What needs to be done: Find and copy the lines in the records beneath this task that contain the word "usize".

Entries taken from a collection
BEGIN

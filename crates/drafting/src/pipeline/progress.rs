//! Progress notifications emitted after each successful stage.

use crate::pipeline::stage::StageName;
use serde::{Deserialize, Serialize};

/// Sent once per successful stage, at a fixed checkpoint.
#[derive(Debug, Clone, PartialEq, Eq, Serialize, Deserialize)]
pub struct ProgressEvent {
    pub stage: StageName,
    /// 0–100.
    pub percent: u8,
    pub message: String,
}

impl ProgressEvent {
    pub fn completed(stage: StageName) -> Self {
        Self {
            stage,
            percent: stage.checkpoint(),
            message: stage.completion_message().to_string(),
        }
    }
}

/// Synchronous progress callback. Called on the pipeline's task.
pub type ProgressFn = dyn Fn(&ProgressEvent) + Send + Sync;
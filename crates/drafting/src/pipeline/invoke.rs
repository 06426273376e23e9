//! A single stage call against the generation backend.

use crate::pipeline::error::StageFailure;
use crate::pipeline::settings::PipelineSettings;
use crate::pipeline::stage::StageName;
use casedraft_core::message::Message;
use casedraft_core::provider::{Provider, ProviderRequest, Usage};
use std::time::Instant;
use tracing::debug;

pub(crate) struct StageCall {
    pub output: String,
    pub usage: Option<Usage>,
}

/// Send `messages` for `stage` and return the generated text.
///
/// Expiry of the stage deadline and a whitespace-only response both count
/// as stage failures. Returns elapsed milliseconds alongside the outcome.
pub(crate) async fn invoke_stage(
    provider: &dyn Provider,
    settings: &PipelineSettings,
    stage: StageName,
    messages: Vec<Message>,
) -> (Result<StageCall, StageFailure>, u64) {
    let request = ProviderRequest::new(&settings.model, messages)
        .with_temperature(settings.temperature(stage))
        .with_max_tokens(settings.max_output_tokens);

    debug!(stage = %stage, model = %settings.model, "Calling generation backend");
    let started = Instant::now();

    let outcome = match settings.stage_timeout {
        Some(limit) => match tokio::time::timeout(limit, provider.complete(request)).await {
            Ok(result) => result.map_err(StageFailure::from),
            Err(_) => Err(StageFailure::Timeout(limit)),
        },
        None => provider.complete(request).await.map_err(StageFailure::from),
    };

    let elapsed_ms = started.elapsed().as_millis() as u64;
    let result = outcome.and_then(|response| {
        if response.message.content.trim().is_empty() {
            Err(StageFailure::EmptyOutput)
        } else {
            Ok(StageCall {
                output: response.message.content,
                usage: response.usage,
            })
        }
    });
    (result, elapsed_ms)
}
//! `casedraft budget`: Show the active budget, selection limits and quotas.

use casedraft_admission::{OperationClass, QuotaTable};
use casedraft_config::AppConfig;
use casedraft_drafting::{AssemblyLimits, Category, TokenBudget};

pub async fn run() -> Result<(), Box<dyn std::error::Error>> {
    let config = AppConfig::load().map_err(|e| format!("Failed to load config: {e}"))?;
    let budget = TokenBudget::from_config(&config.budget)
        .map_err(|e| format!("Invalid budget: {e}"))?;
    let limits = AssemblyLimits::from(&config.assembly);

    println!("CaseDraft Budget");
    println!("================");
    println!("  Context window:   {:>8}", budget.context_window());
    println!("  Total budget:     {:>8}", budget.total());
    println!("  Headroom:         {:>8}", budget.headroom());
    println!("  Prompt capacity:  {:>8}", budget.prompt_capacity());
    println!();
    for category in Category::PROMPT_ORDER
        .into_iter()
        .chain(std::iter::once(Category::ReservedOutput))
    {
        let cap = budget.cap(category);
        println!(
            "  {:<20} {:>8}  ({:>4.1}%)",
            category.as_str(),
            cap,
            cap as f64 * 100.0 / budget.total() as f64
        );
    }
    println!("  {:<20} {:>8}", "unallocated", budget.total().saturating_sub(budget.caps_total()));

    println!("\nSelection");
    println!("  Reference hits:   top {}", limits.max_reference_hits);
    println!("  Precedent hits:   top {}", limits.max_precedent_hits);
    println!("  Per source:       {} tokens", limits.source_item_tokens);
    println!("  Per reference:    {} tokens", limits.reference_item_tokens);
    println!("  Per precedent:    {} tokens/field", limits.precedent_field_tokens);

    println!("\nPipeline");
    println!(
        "  Mode:             {}",
        if config.pipeline.staged { "staged (3 calls)" } else { "direct (1 call)" }
    );
    println!("  Model:            {}", config.default_model);
    println!("  Marker policy:    {:?}", config.pipeline.marker_policy);

    println!("\nRate limits ({})", if config.rate_limits.enabled { "enabled" } else { "disabled" });
    let quotas = QuotaTable::from_config(&config.rate_limits);
    for class in OperationClass::ALL {
        let quota = quotas.get(class);
        println!(
            "  {:<12} {:>5} per {}s",
            class.as_str(),
            quota.limit,
            quota.window.as_secs()
        );
    }

    if !config.has_api_key() {
        println!("\n  ⚠️  No API key: set ANTHROPIC_API_KEY before drafting");
    }

    Ok(())
}
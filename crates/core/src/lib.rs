//! # CaseDraft Core
//!
//! Domain types, traits and the backend error shared by every CaseDraft
//! crate. The generation backend is defined here as a trait; concrete
//! backends live in `casedraft-providers`, and tests substitute scripted
//! fakes.

pub mod error;
pub mod message;
pub mod provider;

// Re-export key types at crate root for ergonomics
pub use error::ProviderError;
pub use message::{Message, Role};
pub use provider::{Provider, ProviderRequest, ProviderResponse, Usage};
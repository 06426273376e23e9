//! SQLite counter store.
//!
//! One table of `(key, hit_at)` rows, `hit_at` in unix milliseconds. Every
//! check runs prune, count and insert inside one transaction, so processes
//! sharing the database file share the same counters.

use crate::store::{CounterStore, StoreError, WindowSnapshot, window_start};
use async_trait::async_trait;
use chrono::{DateTime, Utc};
use sqlx::SqlitePool;
use sqlx::sqlite::{SqliteConnectOptions, SqliteJournalMode, SqlitePoolOptions, SqliteSynchronous};
use std::str::FromStr;
use std::time::Duration;
use tracing::info;

pub struct SqliteCounterStore {
    pool: SqlitePool,
}

impl SqliteCounterStore {
    /// Open (or create) the database at `path`.
    ///
    /// Pass `"sqlite::memory:"` for an ephemeral database (useful for tests).
    pub async fn new(path: &str) -> Result<Self, StoreError> {
        let options = SqliteConnectOptions::from_str(path)
            .map_err(|e| StoreError::Unavailable(format!("Invalid SQLite path: {e}")))?
            .create_if_missing(true)
            .journal_mode(SqliteJournalMode::Wal)
            .synchronous(SqliteSynchronous::Normal)
            .busy_timeout(Duration::from_secs(5));

        let pool = SqlitePoolOptions::new()
            .max_connections(4)
            .connect_with(options)
            .await
            .map_err(|e| StoreError::Unavailable(format!("Failed to open SQLite: {e}")))?;

        let store = Self { pool };
        store.run_migrations().await?;
        info!("SQLite counter store initialized at {path}");
        Ok(store)
    }

    async fn run_migrations(&self) -> Result<(), StoreError> {
        sqlx::query(
            r#"
            CREATE TABLE IF NOT EXISTS rate_limit_hits (
                key     TEXT NOT NULL,
                hit_at  INTEGER NOT NULL
            )
            "#,
        )
        .execute(&self.pool)
        .await
        .map_err(|e| StoreError::Unavailable(format!("rate_limit_hits table: {e}")))?;

        sqlx::query(
            "CREATE INDEX IF NOT EXISTS idx_rate_limit_hits_key_time ON rate_limit_hits(key, hit_at)",
        )
        .execute(&self.pool)
        .await
        .map_err(|e| StoreError::Unavailable(format!("rate_limit_hits index: {e}")))?;

        Ok(())
    }
}

fn query_err(e: sqlx::Error) -> StoreError {
    StoreError::Query(e.to_string())
}

#[async_trait]
impl CounterStore for SqliteCounterStore {
    fn name(&self) -> &str {
        "sqlite"
    }

    async fn hit(
        &self,
        key: &str,
        window: Duration,
        limit: u32,
        now: DateTime<Utc>,
    ) -> Result<WindowSnapshot, StoreError> {
        let now_ms = now.timestamp_millis();
        let cutoff_ms = window_start(now, window).timestamp_millis();

        let mut tx = self
            .pool
            .begin()
            .await
            .map_err(|e| StoreError::Unavailable(e.to_string()))?;

        sqlx::query("DELETE FROM rate_limit_hits WHERE key = ?1 AND hit_at <= ?2")
            .bind(key)
            .bind(cutoff_ms)
            .execute(&mut *tx)
            .await
            .map_err(query_err)?;

        let (count, oldest_ms): (i64, Option<i64>) =
            sqlx::query_as("SELECT COUNT(*), MIN(hit_at) FROM rate_limit_hits WHERE key = ?1")
                .bind(key)
                .fetch_one(&mut *tx)
                .await
                .map_err(query_err)?;

        let admitted = count < i64::from(limit);
        let (count, oldest_ms) = if admitted {
            sqlx::query("INSERT INTO rate_limit_hits (key, hit_at) VALUES (?1, ?2)")
                .bind(key)
                .bind(now_ms)
                .execute(&mut *tx)
                .await
                .map_err(query_err)?;
            (count + 1, Some(oldest_ms.unwrap_or(now_ms)))
        } else {
            (count, oldest_ms)
        };

        tx.commit().await.map_err(query_err)?;

        Ok(WindowSnapshot {
            admitted,
            count: u32::try_from(count).unwrap_or(u32::MAX),
            oldest: oldest_ms.and_then(DateTime::<Utc>::from_timestamp_millis),
        })
    }

    async fn purge(&self, now: DateTime<Utc>, max_window: Duration) -> Result<u64, StoreError> {
        let cutoff_ms = window_start(now, max_window).timestamp_millis();
        let result = sqlx::query("DELETE FROM rate_limit_hits WHERE hit_at <= ?1")
            .bind(cutoff_ms)
            .execute(&self.pool)
            .await
            .map_err(query_err)?;
        Ok(result.rows_affected())
    }
}
//! Structural marker extraction.
//!
//! Markers are bold spans (`**Scope of Work**`) and markdown heading lines
//! (`## Fees`). The structuring stage introduces them; the tone finishing
//! stage must carry every one through verbatim.

use regex_lite::Regex;
use std::sync::LazyLock;

static BOLD: LazyLock<Option<Regex>> =
    LazyLock::new(|| Regex::new(r"\*\*[^*\n]+?\*\*").ok());

static HEADING: LazyLock<Option<Regex>> =
    LazyLock::new(|| Regex::new(r"(?m)^#{1,6}[ \t]+\S[^\n]*").ok());

/// Every distinct marker in `text`, in order of first appearance.
pub fn extract(text: &str) -> Vec<String> {
    let mut found: Vec<(usize, String)> = Vec::new();
    for pattern in [&*BOLD, &*HEADING].into_iter().flatten() {
        for m in pattern.find_iter(text) {
            found.push((m.start(), m.as_str().trim_end().to_string()));
        }
    }
    found.sort_by_key(|(pos, _)| *pos);

    let mut markers: Vec<String> = Vec::with_capacity(found.len());
    for (_, marker) in found {
        if !markers.contains(&marker) {
            markers.push(marker);
        }
    }
    markers
}

/// Markers present in `source` that do not appear verbatim in `target`.
pub fn missing(source: &str, target: &str) -> Vec<String> {
    extract(source)
        .into_iter()
        .filter(|m| !target.contains(m.as_str()))
        .collect()
}

#[cfg(test)]
mod tests {
    use super::*;

    const DRAFT: &str = "\
# Engagement Letter

**Scope of Work**
We will prepare the 2023 return.

## Fees
**Billing Rate**: $250/hour. See **Scope of Work** above.
";

    #[test]
    fn finds_bold_and_headings_in_order() {
        assert_eq!(
            extract(DRAFT),
            [
                "# Engagement Letter",
                "**Scope of Work**",
                "## Fees",
                "**Billing Rate**",
            ]
        );
    }

    #[test]
    fn plain_text_has_no_markers() {
        assert!(extract("No structure here, just prose. 2 * 3 = 6.").is_empty());
        assert!(extract("#hashtag is not a heading").is_empty());
    }

    #[test]
    fn verbatim_copy_loses_nothing() {
        let finished = format!("Dear client,\n\n{DRAFT}\nSincerely,");
        assert!(missing(DRAFT, &finished).is_empty());
    }

    #[test]
    fn reworded_marker_is_reported() {
        let finished = DRAFT.replace("**Scope of Work**", "**Scope of Services**");
        assert_eq!(missing(DRAFT, &finished), ["**Scope of Work**"]);
    }

    #[test]
    fn heading_trailing_space_is_ignored() {
        assert_eq!(extract("## Fees   \nbody"), ["## Fees"]);
    }
}
//! Draft service: budget, assembly and pipeline selection behind one call.

use crate::context::{
    AssembledContext, AssemblyLimits, BudgetError, ContextAssembler, ContextStats, Evidence,
    TokenBudget,
};
use crate::pipeline::{
    DirectPipeline, DraftRequest, PipelineError, PipelineMode, PipelineRun, PipelineSettings,
    ProgressFn, StagedPipeline,
};
use casedraft_config::AppConfig;
use casedraft_core::provider::Provider;
use serde::Serialize;
use std::sync::Arc;
use tracing::info;

/// A finished draft plus the context statistics it was built from.
#[derive(Debug, Clone, Serialize)]
pub struct DraftOutcome {
    pub run: PipelineRun,
    pub context: ContextStats,
}

impl DraftOutcome {
    pub fn artifact(&self) -> &str {
        self.run.artifact.as_deref().unwrap_or_default()
    }
}

pub struct DraftService {
    assembler: ContextAssembler,
    staged: StagedPipeline,
    direct: DirectPipeline,
    staged_by_default: bool,
}

impl DraftService {
    pub fn new(
        provider: Arc<dyn Provider>,
        budget: TokenBudget,
        limits: AssemblyLimits,
        settings: PipelineSettings,
        staged_by_default: bool,
    ) -> Self {
        Self {
            assembler: ContextAssembler::new(budget, limits),
            staged: StagedPipeline::new(provider.clone(), settings.clone()),
            direct: DirectPipeline::new(provider, settings),
            staged_by_default,
        }
    }

    /// Build from configuration. Fails only when the configured budget is
    /// inconsistent.
    pub fn from_config(provider: Arc<dyn Provider>, config: &AppConfig) -> Result<Self, BudgetError> {
        let budget = TokenBudget::from_config(&config.budget)?;
        let model = config
            .providers
            .get(&config.default_provider)
            .and_then(|p| p.default_model.clone())
            .unwrap_or_else(|| config.default_model.clone());
        let settings = PipelineSettings::from_config(model, &config.pipeline);

        info!(
            budget_total = budget.total(),
            staged = config.pipeline.staged,
            model = %settings.model,
            "Draft service ready"
        );

        Ok(Self::new(
            provider,
            budget,
            AssemblyLimits::from(&config.assembly),
            settings,
            config.pipeline.staged,
        ))
    }

    pub fn budget(&self) -> &TokenBudget {
        self.assembler.budget()
    }

    pub fn limits(&self) -> &AssemblyLimits {
        self.assembler.limits()
    }

    pub fn staged_by_default(&self) -> bool {
        self.staged_by_default
    }

    /// Assemble context without generating anything.
    pub fn preview(&self, evidence: &Evidence) -> AssembledContext {
        self.assembler.assemble(evidence)
    }

    /// Pipeline chosen for `request`: its override, else configuration.
    pub fn mode_for(&self, request: &DraftRequest) -> PipelineMode {
        if request.staged.unwrap_or(self.staged_by_default) {
            PipelineMode::Staged
        } else {
            PipelineMode::Direct
        }
    }

    /// Assemble context from `evidence` and run the selected pipeline.
    pub async fn draft(
        &self,
        request: &DraftRequest,
        evidence: &Evidence,
        progress: Option<&ProgressFn>,
    ) -> Result<DraftOutcome, PipelineError> {
        let context = self.assembler.assemble(evidence);
        self.generate(&context, request, progress).await
    }

    /// Run the selected pipeline over an already assembled `context`, e.g.
    /// one returned by [`DraftService::preview`].
    pub async fn generate(
        &self,
        context: &AssembledContext,
        request: &DraftRequest,
        progress: Option<&ProgressFn>,
    ) -> Result<DraftOutcome, PipelineError> {
        let run = match self.mode_for(request) {
            PipelineMode::Staged => self.staged.run(context, request, progress).await?,
            PipelineMode::Direct => self.direct.run(context, request, progress).await?,
        };
        Ok(DraftOutcome {
            run,
            context: context.stats(),
        })
    }
}

#[cfg(test)]
mod tests {
    use super::*;
    use crate::context::SourceDocument;
    use crate::context::token::estimate_tokens;
    use crate::pipeline::test_helpers::{ScriptedProvider, request};
    use crate::pipeline::StageName;

    fn evidence() -> Evidence {
        Evidence {
            sources: vec![SourceDocument::new("Notice CP2000", "Proposed adjustment of $4,210.")],
            ..Evidence::default()
        }
    }

    fn service(provider: Arc<ScriptedProvider>, staged: bool) -> DraftService {
        DraftService::new(
            provider,
            TokenBudget::default(),
            AssemblyLimits::default(),
            PipelineSettings::new("m"),
            staged,
        )
    }

    #[tokio::test]
    async fn staged_by_default_uses_three_calls() {
        let provider = Arc::new(ScriptedProvider::texts(&["facts", "**Fees**", "**Fees** final"]));
        let outcome = service(provider.clone(), true)
            .draft(&request(), &evidence(), None)
            .await
            .unwrap();
        assert_eq!(outcome.artifact(), "**Fees** final");
        assert_eq!(provider.call_count(), 3);
        assert!(provider.requests()[0].messages[1].content.contains("$4,210"));
        assert_eq!(outcome.context.sections.len(), 4);
    }

    #[tokio::test]
    async fn request_override_selects_direct() {
        let provider = Arc::new(ScriptedProvider::texts(&["one shot"]));
        let mut req = request();
        req.staged = Some(false);
        let outcome = service(provider.clone(), true)
            .draft(&req, &evidence(), None)
            .await
            .unwrap();
        assert_eq!(outcome.run.mode, PipelineMode::Direct);
        assert_eq!(outcome.run.stages[0].stage, StageName::SinglePass);
        assert_eq!(provider.call_count(), 1);
    }

    #[test]
    fn configured_default_applies_without_override() {
        let svc = service(Arc::new(ScriptedProvider::texts(&[])), false);
        assert_eq!(svc.mode_for(&request()), PipelineMode::Direct);
        let mut req = request();
        req.staged = Some(true);
        assert_eq!(svc.mode_for(&req), PipelineMode::Staged);
    }

    #[test]
    fn from_config_rejects_inconsistent_budget() {
        let mut config = AppConfig::default();
        config.budget.source_material = 200_000;
        let provider: Arc<dyn Provider> = Arc::new(ScriptedProvider::texts(&[]));
        assert!(matches!(
            DraftService::from_config(provider, &config),
            Err(BudgetError::CapsExceedTotal { .. })
        ));
    }

    #[tokio::test]
    async fn generate_reuses_previewed_context() {
        let provider = Arc::new(ScriptedProvider::texts(&["single"]));
        let svc = service(provider.clone(), false);
        let ctx = svc.preview(&evidence());
        let outcome = svc.generate(&ctx, &request(), None).await.unwrap();
        assert_eq!(outcome.context, ctx.stats());
        assert_eq!(provider.call_count(), 1);
        assert!(provider.requests()[0].messages[1].content.ends_with(&ctx.body));
    }

    #[test]
    fn preview_assembles_without_calls() {
        let provider = Arc::new(ScriptedProvider::texts(&[]));
        let ctx = service(provider.clone(), true).preview(&evidence());
        assert!(ctx.body.contains("Notice CP2000"));
        assert_eq!(provider.call_count(), 0);
    }

    #[tokio::test]
    async fn oversized_case_reference_never_exceeds_prompt_capacity() {
        let provider = Arc::new(ScriptedProvider::texts(&["facts", "**Fees**", "**Fees**", "one"]));
        let svc = service(provider.clone(), true);
        let mut req = request();
        req.case_reference = "X".repeat(1_000_000);

        svc.draft(&req, &Evidence::default(), None).await.unwrap();
        req.staged = Some(false);
        svc.draft(&req, &Evidence::default(), None).await.unwrap();

        let capacity = svc.budget().prompt_capacity();
        let requests = provider.requests();
        assert_eq!(requests.len(), 4);
        for sent in requests {
            let used: usize = sent
                .messages
                .iter()
                .map(|m| estimate_tokens(&m.content))
                .sum();
            assert!(used <= capacity, "used={used} capacity={capacity}");
            assert!(used < svc.budget().context_window());
        }
    }
}
//! Evidence types handed to the assembler by upstream collaborators.
//!
//! Source documents come from the extraction pipeline; reference and
//! precedent hits come from the retrieval service and are consumed as given.

use serde::{Deserialize, Serialize};

/// One raw source item with its extracted structured fields.
#[derive(Debug, Clone, Default, PartialEq, Serialize, Deserialize)]
pub struct SourceDocument {
    /// Human-readable label (filename, exhibit number, ...).
    pub title: String,
    #[serde(default)]
    pub key_dates: Vec<String>,
    #[serde(default)]
    pub amounts: Vec<String>,
    #[serde(default)]
    pub reference_ids: Vec<String>,
    #[serde(default)]
    pub issues: Vec<String>,
    /// Full extracted text; may be arbitrarily large.
    #[serde(default)]
    pub raw_text: String,
}

impl SourceDocument {
    pub fn new(title: impl Into<String>, raw_text: impl Into<String>) -> Self {
        Self {
            title: title.into(),
            raw_text: raw_text.into(),
            ..Self::default()
        }
    }
}

/// A retrieved reference passage (statute, guidance, internal policy).
#[derive(Debug, Clone, PartialEq, Serialize, Deserialize)]
pub struct ReferenceHit {
    pub title: String,
    #[serde(default)]
    pub category: String,
    pub content: String,
    /// Higher is more relevant. Not assumed to be normalised.
    pub relevance_score: f32,
}

/// A retrieved precedent case.
#[derive(Debug, Clone, PartialEq, Serialize, Deserialize)]
pub struct PrecedentHit {
    pub title: String,
    #[serde(default)]
    pub category: String,
    /// Case summary or body text.
    pub content: String,
    #[serde(default)]
    pub outcome: Option<String>,
    pub relevance_score: f32,
}

/// Everything retrieved or extracted for one drafting request.
#[derive(Debug, Clone, Default, PartialEq, Serialize, Deserialize)]
pub struct Evidence {
    #[serde(default)]
    pub sources: Vec<SourceDocument>,
    #[serde(default)]
    pub references: Vec<ReferenceHit>,
    #[serde(default)]
    pub precedents: Vec<PrecedentHit>,
}

impl Evidence {
    pub fn is_empty(&self) -> bool {
        self.sources.is_empty() && self.references.is_empty() && self.precedents.is_empty()
    }
}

END

Your solution:
    let mut found: Vec<(usize, String)> = Vec::new();
            let used: usize = sent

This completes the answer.